** Task to complete **
For each line of the data below that holds "firing", copy the line.

Records from a data collection:
%%

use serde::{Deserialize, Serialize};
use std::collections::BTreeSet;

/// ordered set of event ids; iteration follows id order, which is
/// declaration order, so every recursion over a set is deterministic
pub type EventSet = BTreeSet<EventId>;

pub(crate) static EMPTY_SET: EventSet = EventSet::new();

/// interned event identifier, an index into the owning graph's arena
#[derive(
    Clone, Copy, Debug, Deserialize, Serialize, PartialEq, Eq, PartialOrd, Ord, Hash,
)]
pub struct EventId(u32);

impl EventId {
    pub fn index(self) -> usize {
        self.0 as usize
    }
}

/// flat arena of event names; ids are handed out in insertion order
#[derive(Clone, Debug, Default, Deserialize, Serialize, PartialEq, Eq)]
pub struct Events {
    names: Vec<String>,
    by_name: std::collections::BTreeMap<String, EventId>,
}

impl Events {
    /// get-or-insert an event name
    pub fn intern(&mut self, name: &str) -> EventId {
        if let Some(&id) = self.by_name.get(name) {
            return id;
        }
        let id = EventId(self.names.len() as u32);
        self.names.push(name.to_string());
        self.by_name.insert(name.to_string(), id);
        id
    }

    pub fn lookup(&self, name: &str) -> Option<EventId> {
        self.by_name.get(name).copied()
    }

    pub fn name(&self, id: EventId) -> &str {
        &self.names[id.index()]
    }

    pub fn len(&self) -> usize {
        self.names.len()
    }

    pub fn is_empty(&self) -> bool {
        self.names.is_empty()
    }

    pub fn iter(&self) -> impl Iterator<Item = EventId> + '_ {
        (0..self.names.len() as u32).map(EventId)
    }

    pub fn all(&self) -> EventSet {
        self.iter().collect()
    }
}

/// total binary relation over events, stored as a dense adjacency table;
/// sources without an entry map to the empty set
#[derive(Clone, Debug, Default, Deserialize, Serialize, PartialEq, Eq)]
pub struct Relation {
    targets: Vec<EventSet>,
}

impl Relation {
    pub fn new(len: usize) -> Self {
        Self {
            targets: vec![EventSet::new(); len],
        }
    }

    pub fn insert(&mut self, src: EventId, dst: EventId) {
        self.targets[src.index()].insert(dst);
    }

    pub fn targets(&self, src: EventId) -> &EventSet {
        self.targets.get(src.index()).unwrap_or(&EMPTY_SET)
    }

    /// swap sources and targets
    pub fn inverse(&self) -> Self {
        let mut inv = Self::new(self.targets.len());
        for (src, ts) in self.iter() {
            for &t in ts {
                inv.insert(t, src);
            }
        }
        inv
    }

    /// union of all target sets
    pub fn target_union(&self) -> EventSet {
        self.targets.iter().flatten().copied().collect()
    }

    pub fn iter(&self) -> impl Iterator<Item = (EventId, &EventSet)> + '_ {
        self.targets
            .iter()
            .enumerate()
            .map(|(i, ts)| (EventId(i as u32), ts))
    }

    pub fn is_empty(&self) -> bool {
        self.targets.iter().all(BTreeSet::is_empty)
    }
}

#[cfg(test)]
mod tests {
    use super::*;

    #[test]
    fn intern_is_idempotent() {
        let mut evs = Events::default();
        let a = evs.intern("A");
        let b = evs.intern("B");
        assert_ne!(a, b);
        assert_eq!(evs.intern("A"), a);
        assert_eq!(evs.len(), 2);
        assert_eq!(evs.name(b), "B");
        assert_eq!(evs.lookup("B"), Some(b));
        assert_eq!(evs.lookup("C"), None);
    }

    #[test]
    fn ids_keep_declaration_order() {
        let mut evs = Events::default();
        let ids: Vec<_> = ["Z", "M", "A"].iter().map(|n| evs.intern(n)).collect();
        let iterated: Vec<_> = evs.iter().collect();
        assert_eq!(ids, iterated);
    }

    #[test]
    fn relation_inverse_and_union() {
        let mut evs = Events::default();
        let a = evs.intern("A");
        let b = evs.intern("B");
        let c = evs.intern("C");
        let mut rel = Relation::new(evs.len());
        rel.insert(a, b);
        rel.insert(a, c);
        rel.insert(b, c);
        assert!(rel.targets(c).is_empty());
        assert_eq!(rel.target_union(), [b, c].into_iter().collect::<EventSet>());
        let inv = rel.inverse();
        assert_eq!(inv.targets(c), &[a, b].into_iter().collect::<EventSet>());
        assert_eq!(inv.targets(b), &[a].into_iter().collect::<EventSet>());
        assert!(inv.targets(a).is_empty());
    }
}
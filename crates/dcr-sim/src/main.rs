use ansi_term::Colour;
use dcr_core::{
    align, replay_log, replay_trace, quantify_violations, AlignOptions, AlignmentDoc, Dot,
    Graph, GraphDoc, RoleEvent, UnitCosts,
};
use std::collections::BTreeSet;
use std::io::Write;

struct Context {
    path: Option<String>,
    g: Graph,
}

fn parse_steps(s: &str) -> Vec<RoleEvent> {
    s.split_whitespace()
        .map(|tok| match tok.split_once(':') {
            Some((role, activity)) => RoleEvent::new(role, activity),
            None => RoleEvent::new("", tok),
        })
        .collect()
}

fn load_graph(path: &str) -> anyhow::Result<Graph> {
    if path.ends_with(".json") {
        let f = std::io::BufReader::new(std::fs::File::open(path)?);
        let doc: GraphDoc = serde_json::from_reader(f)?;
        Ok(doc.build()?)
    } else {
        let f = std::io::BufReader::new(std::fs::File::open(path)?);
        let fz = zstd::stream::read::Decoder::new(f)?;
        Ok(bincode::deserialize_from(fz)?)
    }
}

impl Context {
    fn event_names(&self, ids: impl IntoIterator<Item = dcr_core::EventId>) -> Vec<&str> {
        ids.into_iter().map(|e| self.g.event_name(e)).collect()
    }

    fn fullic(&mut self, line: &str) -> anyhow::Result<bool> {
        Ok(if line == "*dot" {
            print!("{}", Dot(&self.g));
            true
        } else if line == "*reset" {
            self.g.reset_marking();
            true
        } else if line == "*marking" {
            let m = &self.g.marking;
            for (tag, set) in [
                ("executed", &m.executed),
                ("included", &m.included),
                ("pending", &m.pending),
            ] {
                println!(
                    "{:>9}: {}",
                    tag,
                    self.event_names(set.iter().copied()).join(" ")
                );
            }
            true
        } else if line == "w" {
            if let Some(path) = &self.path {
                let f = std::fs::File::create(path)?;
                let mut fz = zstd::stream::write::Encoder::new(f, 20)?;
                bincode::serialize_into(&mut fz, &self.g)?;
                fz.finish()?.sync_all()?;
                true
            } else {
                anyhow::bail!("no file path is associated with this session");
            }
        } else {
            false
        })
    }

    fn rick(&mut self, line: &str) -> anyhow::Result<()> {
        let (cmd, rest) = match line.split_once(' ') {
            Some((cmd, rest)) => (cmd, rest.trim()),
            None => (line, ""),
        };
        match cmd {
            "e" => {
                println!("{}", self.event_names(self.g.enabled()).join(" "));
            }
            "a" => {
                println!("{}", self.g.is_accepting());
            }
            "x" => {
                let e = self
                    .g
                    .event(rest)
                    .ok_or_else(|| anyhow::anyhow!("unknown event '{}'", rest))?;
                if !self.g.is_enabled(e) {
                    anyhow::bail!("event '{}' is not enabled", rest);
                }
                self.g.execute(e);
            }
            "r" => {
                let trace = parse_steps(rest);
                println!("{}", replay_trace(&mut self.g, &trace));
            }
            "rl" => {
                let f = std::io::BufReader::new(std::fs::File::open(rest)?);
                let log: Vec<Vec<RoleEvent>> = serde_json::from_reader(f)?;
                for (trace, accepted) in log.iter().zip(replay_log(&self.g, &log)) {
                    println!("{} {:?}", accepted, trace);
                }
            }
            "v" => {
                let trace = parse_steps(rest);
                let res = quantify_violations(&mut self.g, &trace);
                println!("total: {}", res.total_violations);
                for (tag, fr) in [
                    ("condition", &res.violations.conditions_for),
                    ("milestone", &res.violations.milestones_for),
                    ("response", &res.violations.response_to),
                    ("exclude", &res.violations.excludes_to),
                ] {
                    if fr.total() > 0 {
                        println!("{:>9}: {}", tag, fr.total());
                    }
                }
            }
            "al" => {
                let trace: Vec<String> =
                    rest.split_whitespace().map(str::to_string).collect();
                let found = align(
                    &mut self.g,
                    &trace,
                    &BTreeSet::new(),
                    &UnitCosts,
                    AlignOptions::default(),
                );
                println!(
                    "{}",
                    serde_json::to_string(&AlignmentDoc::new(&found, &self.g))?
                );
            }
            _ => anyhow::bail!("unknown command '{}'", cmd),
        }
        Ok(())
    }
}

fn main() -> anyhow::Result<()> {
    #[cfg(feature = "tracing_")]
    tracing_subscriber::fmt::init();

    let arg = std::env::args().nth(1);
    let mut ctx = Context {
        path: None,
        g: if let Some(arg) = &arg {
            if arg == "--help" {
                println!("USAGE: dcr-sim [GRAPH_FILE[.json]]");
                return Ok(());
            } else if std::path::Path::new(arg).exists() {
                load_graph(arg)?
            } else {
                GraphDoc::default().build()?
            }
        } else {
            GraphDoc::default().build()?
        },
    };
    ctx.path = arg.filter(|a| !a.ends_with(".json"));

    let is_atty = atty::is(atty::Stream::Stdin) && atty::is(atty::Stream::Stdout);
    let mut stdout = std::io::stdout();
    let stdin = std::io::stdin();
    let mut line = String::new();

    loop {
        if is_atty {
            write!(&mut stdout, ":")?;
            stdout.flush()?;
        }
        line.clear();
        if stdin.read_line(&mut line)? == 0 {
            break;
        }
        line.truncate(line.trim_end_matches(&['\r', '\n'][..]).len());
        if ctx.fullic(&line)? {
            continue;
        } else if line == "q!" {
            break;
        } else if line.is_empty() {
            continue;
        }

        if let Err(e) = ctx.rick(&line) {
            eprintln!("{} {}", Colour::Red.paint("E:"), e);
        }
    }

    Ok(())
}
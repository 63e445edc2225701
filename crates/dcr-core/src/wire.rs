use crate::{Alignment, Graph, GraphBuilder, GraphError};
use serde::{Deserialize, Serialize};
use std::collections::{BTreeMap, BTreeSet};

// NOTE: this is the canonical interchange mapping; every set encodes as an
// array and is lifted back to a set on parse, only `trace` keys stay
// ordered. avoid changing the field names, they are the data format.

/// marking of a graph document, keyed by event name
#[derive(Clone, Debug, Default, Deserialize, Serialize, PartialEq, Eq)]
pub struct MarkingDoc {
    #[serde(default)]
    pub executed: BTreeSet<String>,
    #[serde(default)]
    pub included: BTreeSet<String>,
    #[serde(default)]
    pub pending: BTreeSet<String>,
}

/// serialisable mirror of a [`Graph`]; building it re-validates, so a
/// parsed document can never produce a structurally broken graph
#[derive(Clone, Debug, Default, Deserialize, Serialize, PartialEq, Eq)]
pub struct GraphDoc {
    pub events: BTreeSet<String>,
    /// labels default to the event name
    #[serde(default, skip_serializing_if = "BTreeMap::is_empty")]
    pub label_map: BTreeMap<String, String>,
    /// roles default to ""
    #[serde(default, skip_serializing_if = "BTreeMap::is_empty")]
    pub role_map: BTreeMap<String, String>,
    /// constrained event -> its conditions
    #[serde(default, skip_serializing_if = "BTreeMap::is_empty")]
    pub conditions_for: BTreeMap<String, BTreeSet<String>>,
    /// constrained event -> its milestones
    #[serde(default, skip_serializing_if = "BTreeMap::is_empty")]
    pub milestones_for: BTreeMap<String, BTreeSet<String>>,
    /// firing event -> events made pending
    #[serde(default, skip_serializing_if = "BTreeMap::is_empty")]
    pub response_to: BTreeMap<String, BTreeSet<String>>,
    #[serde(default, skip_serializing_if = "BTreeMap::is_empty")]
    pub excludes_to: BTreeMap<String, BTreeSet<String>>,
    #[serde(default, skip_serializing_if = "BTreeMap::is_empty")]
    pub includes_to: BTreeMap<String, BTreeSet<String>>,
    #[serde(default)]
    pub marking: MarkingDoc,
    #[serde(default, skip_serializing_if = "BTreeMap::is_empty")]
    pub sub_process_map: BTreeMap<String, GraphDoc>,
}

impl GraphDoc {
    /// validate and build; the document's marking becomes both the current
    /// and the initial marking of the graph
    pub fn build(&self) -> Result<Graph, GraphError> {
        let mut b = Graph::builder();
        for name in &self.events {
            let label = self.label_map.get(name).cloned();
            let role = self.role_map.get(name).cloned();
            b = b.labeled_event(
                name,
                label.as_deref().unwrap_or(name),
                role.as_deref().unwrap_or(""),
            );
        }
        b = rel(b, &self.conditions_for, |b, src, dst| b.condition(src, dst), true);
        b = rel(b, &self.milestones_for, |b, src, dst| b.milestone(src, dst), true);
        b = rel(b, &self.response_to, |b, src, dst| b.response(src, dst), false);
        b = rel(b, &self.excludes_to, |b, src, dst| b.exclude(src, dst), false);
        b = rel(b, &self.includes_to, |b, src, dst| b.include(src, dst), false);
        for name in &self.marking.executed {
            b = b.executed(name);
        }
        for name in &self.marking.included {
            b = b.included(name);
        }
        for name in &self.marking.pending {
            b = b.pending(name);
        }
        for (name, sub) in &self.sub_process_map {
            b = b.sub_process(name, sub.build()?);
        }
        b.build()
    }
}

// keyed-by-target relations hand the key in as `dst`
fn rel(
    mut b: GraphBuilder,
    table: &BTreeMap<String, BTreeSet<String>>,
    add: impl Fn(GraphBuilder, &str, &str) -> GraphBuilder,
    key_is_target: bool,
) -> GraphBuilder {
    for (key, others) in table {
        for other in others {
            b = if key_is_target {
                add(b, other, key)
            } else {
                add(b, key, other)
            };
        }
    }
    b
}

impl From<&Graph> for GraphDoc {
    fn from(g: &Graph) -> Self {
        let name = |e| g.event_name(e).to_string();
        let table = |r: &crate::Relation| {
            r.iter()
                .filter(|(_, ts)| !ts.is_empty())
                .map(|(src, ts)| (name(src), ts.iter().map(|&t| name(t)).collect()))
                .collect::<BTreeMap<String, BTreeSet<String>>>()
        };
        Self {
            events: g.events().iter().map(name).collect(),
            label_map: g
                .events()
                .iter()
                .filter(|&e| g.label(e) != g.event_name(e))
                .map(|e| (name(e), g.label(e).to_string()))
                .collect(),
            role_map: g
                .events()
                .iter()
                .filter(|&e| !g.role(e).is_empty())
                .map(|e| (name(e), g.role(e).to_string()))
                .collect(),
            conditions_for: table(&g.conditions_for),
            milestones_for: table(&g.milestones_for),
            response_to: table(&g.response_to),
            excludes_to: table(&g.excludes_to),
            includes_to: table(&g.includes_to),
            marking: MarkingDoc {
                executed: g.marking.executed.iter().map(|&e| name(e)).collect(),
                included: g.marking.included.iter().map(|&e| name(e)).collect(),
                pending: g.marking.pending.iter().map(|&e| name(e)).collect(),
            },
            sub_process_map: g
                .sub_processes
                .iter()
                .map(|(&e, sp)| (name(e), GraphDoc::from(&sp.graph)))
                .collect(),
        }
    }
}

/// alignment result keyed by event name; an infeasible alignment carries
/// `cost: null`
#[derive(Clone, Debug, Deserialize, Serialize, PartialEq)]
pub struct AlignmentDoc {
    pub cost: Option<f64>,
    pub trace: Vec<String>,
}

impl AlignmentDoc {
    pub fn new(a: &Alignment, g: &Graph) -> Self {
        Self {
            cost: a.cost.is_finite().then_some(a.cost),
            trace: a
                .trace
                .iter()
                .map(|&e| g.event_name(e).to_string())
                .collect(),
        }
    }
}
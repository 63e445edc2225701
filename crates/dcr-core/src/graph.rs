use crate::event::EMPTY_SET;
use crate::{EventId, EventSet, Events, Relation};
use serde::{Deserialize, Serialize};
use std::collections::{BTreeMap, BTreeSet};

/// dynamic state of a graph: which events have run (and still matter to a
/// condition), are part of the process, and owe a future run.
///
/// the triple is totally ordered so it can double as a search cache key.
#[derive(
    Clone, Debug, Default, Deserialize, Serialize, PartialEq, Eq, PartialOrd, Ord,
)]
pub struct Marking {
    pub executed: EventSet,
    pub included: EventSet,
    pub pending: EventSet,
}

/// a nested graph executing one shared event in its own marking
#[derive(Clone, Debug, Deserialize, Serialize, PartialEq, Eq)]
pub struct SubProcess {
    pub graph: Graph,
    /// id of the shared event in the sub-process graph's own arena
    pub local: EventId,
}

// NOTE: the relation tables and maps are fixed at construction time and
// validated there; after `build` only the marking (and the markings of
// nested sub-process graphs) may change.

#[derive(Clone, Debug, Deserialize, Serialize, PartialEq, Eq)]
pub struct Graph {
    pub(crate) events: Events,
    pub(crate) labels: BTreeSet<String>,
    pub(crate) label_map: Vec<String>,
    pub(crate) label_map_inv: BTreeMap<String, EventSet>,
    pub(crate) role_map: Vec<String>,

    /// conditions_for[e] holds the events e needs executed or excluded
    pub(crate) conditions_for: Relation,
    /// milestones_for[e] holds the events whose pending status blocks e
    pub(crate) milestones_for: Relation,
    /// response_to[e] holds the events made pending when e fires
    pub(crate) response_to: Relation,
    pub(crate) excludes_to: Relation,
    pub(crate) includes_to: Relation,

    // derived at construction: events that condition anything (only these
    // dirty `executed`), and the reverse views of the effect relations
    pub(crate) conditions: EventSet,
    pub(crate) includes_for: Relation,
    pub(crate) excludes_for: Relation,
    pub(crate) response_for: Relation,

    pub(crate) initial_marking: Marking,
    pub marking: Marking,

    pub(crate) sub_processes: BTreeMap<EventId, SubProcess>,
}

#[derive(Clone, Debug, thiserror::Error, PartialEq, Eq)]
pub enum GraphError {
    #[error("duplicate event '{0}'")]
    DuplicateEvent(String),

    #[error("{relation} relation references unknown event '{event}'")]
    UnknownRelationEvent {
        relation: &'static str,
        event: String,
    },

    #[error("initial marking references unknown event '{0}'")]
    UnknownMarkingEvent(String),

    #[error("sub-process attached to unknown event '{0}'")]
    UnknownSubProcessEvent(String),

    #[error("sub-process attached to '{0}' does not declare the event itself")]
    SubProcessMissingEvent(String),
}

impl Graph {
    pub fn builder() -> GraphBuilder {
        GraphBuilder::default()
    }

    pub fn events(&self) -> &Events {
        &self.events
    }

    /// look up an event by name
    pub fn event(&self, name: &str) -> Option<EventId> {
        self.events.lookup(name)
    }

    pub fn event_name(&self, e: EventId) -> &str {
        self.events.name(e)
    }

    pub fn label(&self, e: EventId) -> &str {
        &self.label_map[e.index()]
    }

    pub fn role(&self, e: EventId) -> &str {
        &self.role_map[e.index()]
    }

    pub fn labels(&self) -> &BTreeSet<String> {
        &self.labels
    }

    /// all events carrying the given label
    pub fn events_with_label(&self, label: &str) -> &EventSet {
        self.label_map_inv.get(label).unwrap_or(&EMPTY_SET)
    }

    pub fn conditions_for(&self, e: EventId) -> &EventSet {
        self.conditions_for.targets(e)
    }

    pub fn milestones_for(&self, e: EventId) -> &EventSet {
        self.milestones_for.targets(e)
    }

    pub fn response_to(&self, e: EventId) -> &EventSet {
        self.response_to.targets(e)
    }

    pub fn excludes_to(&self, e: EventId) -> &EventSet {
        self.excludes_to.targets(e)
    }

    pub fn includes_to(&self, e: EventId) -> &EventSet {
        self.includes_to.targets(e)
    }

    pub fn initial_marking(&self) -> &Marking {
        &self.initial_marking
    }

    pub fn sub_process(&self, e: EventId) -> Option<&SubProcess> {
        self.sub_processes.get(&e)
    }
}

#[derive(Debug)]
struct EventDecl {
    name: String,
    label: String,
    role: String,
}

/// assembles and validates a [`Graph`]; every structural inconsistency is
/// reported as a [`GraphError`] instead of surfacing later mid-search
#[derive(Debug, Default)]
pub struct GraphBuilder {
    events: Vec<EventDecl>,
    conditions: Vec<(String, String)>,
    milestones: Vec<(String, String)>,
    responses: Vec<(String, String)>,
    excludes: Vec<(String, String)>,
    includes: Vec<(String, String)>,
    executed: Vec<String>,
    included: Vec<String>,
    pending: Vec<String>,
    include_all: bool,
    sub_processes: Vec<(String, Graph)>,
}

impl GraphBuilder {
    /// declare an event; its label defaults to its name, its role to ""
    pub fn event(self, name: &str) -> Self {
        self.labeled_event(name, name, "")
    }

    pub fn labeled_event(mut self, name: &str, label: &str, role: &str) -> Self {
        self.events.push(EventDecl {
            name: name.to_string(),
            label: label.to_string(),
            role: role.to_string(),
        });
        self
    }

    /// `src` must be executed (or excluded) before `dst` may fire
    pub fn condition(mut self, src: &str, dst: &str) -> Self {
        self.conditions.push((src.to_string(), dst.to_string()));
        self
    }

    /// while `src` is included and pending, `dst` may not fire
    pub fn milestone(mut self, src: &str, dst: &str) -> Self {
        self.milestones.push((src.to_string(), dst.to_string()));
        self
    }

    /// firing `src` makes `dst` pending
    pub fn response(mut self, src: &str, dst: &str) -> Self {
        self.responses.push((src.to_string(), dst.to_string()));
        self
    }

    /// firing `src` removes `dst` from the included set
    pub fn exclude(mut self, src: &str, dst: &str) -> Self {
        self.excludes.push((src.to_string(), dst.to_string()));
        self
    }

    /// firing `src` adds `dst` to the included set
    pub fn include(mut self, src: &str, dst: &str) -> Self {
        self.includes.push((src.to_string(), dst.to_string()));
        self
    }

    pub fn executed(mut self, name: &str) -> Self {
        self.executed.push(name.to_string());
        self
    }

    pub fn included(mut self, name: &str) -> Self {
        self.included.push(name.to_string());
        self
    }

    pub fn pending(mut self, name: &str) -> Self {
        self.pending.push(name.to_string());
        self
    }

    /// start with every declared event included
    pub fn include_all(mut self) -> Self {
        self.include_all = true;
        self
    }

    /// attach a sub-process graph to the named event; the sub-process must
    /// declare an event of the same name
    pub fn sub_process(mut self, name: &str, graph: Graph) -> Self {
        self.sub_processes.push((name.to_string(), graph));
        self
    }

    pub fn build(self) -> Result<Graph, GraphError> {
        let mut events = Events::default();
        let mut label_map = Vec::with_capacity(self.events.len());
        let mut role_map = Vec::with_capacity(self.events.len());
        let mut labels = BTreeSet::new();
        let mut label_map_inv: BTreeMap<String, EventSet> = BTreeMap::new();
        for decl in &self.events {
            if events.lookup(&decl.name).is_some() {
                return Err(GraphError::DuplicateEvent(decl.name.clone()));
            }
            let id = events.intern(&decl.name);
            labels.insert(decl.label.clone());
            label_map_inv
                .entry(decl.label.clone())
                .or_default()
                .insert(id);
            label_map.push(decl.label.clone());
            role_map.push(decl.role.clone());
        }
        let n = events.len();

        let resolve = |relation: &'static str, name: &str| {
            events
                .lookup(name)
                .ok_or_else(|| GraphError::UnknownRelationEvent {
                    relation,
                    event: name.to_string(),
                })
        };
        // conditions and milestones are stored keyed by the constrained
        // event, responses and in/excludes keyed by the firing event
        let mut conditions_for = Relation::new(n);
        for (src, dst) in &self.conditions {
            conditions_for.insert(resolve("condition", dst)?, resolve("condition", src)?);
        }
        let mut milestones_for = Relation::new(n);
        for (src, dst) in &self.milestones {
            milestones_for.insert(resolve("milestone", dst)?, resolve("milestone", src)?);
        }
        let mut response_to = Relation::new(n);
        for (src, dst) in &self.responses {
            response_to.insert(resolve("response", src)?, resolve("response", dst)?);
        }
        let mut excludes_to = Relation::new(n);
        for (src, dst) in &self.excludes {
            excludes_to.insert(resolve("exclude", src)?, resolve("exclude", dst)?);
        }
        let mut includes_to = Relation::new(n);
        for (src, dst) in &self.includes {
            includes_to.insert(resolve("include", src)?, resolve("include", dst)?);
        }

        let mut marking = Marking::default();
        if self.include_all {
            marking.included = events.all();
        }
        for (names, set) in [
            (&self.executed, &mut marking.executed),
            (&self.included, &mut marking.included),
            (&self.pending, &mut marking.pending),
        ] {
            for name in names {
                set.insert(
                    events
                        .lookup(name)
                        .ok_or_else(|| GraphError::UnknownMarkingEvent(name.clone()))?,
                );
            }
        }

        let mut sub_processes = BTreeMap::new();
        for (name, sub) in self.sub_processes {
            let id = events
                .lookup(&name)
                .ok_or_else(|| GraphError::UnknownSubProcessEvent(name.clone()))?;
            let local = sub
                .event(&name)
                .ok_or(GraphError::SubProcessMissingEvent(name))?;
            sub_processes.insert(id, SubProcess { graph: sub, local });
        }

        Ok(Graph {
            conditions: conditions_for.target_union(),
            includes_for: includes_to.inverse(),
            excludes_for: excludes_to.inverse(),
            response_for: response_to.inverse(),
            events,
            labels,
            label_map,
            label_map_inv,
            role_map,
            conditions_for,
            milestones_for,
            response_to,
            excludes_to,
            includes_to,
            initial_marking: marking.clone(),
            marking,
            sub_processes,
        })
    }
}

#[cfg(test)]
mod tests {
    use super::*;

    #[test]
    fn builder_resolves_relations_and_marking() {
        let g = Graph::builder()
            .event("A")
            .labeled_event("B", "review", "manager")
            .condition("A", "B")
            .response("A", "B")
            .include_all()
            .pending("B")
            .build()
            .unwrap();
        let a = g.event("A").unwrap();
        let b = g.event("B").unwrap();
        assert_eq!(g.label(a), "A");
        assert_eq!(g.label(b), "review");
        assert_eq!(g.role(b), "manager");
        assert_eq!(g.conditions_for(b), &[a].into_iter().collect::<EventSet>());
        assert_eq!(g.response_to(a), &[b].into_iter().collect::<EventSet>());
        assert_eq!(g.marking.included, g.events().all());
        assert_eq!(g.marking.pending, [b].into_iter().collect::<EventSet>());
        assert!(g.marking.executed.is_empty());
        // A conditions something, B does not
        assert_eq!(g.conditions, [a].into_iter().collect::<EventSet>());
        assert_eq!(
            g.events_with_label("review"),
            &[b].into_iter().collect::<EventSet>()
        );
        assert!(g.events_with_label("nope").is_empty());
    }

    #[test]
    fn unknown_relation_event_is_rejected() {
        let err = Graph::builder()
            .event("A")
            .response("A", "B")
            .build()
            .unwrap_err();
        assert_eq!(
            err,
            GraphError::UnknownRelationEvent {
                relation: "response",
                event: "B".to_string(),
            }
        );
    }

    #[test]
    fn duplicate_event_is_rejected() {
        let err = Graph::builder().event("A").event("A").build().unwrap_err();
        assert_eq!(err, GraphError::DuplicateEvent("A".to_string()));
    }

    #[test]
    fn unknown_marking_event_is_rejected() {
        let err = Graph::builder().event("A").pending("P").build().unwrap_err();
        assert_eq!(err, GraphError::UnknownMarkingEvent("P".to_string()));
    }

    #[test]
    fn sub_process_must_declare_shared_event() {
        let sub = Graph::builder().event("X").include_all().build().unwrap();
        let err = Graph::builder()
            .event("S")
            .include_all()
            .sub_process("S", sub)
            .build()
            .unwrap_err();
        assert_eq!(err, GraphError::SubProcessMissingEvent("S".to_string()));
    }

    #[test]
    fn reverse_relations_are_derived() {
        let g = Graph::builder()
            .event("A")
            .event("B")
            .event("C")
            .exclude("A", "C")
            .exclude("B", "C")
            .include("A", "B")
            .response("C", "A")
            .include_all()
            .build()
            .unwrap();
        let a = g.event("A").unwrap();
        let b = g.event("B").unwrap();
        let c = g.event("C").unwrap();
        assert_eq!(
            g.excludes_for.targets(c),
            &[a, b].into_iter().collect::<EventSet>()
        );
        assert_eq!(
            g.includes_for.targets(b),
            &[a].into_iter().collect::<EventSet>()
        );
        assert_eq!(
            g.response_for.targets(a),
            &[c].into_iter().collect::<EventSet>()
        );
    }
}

%%

** The answer **
    /// firing event -> events made pending
    /// firing `src` makes `dst` pending
    /// firing `src` removes `dst` from the included set
    /// firing `src` adds `dst` to the included set
        // event, responses and in/excludes keyed by the firing event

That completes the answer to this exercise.